EXERCISE BRIEF: Copy nothing but the lines below running from the line containing "pub fn action(mut" through the line containing "pub fn dismissible(mut", both end lines included.

SUPPLIED DATA: Begin

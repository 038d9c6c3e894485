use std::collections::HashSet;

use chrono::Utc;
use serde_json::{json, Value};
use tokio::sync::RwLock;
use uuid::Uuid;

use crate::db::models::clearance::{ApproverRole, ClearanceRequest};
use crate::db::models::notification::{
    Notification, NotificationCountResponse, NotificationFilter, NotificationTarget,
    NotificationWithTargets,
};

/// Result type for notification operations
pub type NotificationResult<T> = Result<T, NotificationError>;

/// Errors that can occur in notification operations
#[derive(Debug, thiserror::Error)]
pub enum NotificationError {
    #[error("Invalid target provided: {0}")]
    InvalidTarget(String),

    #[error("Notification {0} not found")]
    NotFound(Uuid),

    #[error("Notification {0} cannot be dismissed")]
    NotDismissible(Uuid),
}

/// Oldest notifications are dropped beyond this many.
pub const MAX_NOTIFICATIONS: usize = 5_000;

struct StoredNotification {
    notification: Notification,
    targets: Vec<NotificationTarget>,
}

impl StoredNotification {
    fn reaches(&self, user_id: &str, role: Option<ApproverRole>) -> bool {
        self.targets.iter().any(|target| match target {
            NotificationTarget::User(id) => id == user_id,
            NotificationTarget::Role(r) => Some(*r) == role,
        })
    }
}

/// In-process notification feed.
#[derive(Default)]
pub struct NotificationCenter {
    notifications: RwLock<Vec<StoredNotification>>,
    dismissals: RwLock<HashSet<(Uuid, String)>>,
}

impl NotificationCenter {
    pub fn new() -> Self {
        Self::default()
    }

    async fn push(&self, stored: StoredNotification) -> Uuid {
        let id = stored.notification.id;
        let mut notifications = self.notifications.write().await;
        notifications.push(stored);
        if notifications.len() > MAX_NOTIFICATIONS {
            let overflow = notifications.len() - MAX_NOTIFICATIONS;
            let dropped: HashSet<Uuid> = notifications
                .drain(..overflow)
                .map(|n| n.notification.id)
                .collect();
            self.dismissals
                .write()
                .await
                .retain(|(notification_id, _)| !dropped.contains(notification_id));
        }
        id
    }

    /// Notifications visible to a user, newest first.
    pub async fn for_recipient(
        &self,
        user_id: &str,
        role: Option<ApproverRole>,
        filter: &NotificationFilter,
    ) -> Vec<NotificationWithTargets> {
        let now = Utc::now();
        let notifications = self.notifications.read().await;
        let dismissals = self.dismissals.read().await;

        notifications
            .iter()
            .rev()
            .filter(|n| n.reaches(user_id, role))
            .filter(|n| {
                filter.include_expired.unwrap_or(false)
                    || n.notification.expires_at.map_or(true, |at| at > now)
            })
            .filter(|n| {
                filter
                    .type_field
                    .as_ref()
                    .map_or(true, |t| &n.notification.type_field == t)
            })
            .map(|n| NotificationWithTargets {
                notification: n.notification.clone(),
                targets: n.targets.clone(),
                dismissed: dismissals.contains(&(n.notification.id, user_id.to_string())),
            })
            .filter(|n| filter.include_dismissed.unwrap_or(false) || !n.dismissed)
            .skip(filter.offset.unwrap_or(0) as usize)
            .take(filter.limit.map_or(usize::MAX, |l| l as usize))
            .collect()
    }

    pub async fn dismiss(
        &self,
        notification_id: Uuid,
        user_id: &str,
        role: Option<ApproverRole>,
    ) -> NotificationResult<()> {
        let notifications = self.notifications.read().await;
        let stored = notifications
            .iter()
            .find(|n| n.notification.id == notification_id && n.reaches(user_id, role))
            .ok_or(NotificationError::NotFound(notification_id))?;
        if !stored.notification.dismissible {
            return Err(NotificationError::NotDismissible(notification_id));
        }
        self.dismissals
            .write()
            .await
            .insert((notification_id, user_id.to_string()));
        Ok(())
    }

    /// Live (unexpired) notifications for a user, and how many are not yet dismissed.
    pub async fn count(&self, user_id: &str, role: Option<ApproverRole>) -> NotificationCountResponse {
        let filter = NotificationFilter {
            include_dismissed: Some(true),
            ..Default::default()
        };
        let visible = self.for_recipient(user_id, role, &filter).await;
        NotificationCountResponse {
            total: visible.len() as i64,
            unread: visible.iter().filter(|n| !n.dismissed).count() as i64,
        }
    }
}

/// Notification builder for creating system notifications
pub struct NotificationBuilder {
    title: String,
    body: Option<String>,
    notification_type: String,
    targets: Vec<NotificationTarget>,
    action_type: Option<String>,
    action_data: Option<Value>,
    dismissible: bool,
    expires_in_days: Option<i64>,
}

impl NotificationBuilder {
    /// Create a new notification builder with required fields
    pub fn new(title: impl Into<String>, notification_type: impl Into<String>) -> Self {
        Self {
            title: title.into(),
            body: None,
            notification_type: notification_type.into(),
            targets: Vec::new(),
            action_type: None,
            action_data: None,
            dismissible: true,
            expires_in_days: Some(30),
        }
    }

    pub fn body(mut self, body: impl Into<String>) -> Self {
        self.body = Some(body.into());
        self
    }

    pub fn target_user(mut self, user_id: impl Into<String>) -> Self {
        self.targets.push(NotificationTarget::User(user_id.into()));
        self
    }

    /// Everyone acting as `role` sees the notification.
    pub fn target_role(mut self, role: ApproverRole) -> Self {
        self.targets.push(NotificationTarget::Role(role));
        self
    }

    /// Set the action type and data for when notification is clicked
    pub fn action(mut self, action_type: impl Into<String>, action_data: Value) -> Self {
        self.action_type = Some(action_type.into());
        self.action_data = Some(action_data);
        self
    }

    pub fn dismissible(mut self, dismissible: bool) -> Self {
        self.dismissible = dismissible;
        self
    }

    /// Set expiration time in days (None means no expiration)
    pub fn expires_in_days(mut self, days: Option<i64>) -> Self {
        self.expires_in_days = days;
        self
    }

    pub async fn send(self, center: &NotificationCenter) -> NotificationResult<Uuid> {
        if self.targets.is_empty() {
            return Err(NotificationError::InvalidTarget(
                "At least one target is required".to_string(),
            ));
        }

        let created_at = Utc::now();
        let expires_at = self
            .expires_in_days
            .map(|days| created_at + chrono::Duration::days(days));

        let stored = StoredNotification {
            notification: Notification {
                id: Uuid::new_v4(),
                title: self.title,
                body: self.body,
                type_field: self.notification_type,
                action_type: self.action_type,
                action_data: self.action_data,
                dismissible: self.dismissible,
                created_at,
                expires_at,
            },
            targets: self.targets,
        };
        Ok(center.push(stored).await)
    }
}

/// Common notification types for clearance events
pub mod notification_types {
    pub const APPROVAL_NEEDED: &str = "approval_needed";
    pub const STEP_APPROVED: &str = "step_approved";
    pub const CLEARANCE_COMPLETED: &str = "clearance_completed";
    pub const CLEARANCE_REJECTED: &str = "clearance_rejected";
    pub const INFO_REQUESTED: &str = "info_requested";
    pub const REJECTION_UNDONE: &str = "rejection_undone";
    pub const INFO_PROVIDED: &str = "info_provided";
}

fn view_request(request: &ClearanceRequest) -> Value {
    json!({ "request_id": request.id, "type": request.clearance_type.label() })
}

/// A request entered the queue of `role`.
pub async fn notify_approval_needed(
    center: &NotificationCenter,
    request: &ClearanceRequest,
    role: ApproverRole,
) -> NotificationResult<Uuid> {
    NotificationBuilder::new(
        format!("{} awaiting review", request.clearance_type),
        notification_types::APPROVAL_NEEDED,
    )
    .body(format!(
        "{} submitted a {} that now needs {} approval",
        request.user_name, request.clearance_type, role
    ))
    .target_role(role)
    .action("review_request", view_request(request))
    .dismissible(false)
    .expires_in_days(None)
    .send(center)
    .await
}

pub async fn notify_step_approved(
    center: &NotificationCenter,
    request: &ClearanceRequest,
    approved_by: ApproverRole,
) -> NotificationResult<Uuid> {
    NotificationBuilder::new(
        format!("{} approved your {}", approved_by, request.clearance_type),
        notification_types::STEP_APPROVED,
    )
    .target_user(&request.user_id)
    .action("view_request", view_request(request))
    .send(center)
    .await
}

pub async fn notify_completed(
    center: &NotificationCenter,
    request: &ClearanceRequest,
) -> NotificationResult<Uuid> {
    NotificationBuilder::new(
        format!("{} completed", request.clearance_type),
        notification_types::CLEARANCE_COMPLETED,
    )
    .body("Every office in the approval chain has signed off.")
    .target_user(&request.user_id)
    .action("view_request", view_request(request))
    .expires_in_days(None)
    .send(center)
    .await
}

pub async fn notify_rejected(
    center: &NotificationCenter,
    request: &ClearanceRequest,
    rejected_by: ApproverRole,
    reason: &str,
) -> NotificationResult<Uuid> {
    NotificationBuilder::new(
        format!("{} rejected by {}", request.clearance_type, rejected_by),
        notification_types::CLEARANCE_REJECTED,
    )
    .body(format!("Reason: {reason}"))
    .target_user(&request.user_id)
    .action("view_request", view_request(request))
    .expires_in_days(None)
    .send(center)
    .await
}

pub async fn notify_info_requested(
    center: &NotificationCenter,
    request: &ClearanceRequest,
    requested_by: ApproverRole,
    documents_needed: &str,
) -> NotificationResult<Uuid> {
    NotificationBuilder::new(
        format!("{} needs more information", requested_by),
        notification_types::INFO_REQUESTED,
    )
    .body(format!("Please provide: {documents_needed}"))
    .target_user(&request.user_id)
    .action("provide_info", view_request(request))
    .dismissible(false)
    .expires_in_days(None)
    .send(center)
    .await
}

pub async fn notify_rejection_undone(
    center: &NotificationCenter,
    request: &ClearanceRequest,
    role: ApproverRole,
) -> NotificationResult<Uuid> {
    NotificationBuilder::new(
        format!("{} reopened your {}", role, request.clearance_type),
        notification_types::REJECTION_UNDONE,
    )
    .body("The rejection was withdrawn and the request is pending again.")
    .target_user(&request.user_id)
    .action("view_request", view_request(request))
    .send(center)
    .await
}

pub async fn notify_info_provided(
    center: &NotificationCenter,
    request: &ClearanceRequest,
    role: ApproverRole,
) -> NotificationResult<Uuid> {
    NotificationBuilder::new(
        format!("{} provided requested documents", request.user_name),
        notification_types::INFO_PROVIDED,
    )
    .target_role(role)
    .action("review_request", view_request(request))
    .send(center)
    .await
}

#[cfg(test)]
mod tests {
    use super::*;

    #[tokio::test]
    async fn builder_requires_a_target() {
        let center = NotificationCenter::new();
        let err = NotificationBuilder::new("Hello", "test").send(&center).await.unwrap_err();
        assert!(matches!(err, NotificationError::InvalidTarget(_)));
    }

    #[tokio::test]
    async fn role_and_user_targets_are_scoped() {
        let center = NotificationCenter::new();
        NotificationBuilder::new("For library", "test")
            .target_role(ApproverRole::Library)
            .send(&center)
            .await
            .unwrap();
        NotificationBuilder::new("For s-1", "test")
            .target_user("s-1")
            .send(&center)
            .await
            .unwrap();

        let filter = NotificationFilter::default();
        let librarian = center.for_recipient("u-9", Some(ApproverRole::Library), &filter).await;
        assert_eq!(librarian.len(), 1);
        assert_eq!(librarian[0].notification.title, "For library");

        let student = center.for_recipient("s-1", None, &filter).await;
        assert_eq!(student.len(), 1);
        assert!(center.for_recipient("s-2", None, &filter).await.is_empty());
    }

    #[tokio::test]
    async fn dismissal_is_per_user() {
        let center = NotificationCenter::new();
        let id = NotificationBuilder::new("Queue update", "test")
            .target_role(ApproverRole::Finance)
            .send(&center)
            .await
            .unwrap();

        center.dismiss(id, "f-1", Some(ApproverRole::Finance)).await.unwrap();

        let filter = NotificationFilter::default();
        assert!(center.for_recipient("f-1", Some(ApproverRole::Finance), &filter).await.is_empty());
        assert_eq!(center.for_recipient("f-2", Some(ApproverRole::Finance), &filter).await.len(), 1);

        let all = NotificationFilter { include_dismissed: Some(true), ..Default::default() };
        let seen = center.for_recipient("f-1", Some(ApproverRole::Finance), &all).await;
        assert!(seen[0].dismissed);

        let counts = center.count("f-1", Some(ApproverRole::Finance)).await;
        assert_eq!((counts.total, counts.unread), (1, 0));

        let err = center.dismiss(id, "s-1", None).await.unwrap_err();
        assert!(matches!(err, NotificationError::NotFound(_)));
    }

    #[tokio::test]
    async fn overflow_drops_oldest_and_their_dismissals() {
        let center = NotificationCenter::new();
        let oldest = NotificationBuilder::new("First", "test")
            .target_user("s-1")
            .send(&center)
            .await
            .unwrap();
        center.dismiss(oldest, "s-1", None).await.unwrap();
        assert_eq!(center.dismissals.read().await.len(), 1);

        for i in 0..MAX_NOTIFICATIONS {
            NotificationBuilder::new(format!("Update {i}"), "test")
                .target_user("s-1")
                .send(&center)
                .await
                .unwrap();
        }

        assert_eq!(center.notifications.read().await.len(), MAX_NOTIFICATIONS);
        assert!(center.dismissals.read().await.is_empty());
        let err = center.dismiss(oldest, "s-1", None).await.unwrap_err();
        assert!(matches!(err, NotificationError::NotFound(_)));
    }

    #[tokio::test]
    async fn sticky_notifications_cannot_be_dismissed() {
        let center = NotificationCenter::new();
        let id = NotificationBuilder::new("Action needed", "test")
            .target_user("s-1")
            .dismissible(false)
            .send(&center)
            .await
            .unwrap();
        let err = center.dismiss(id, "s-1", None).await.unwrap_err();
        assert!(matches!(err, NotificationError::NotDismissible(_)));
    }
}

SUPPLIED DATA: End

TASK OUTPUT:
    pub fn action(mut self, action_type: impl Into<String>, action_data: Value) -> Self {
        self.action_type = Some(action_type.into());
        self.action_data = Some(action_data);
        self
    }

    pub fn dismissible(mut self, dismissible: bool) -> Self {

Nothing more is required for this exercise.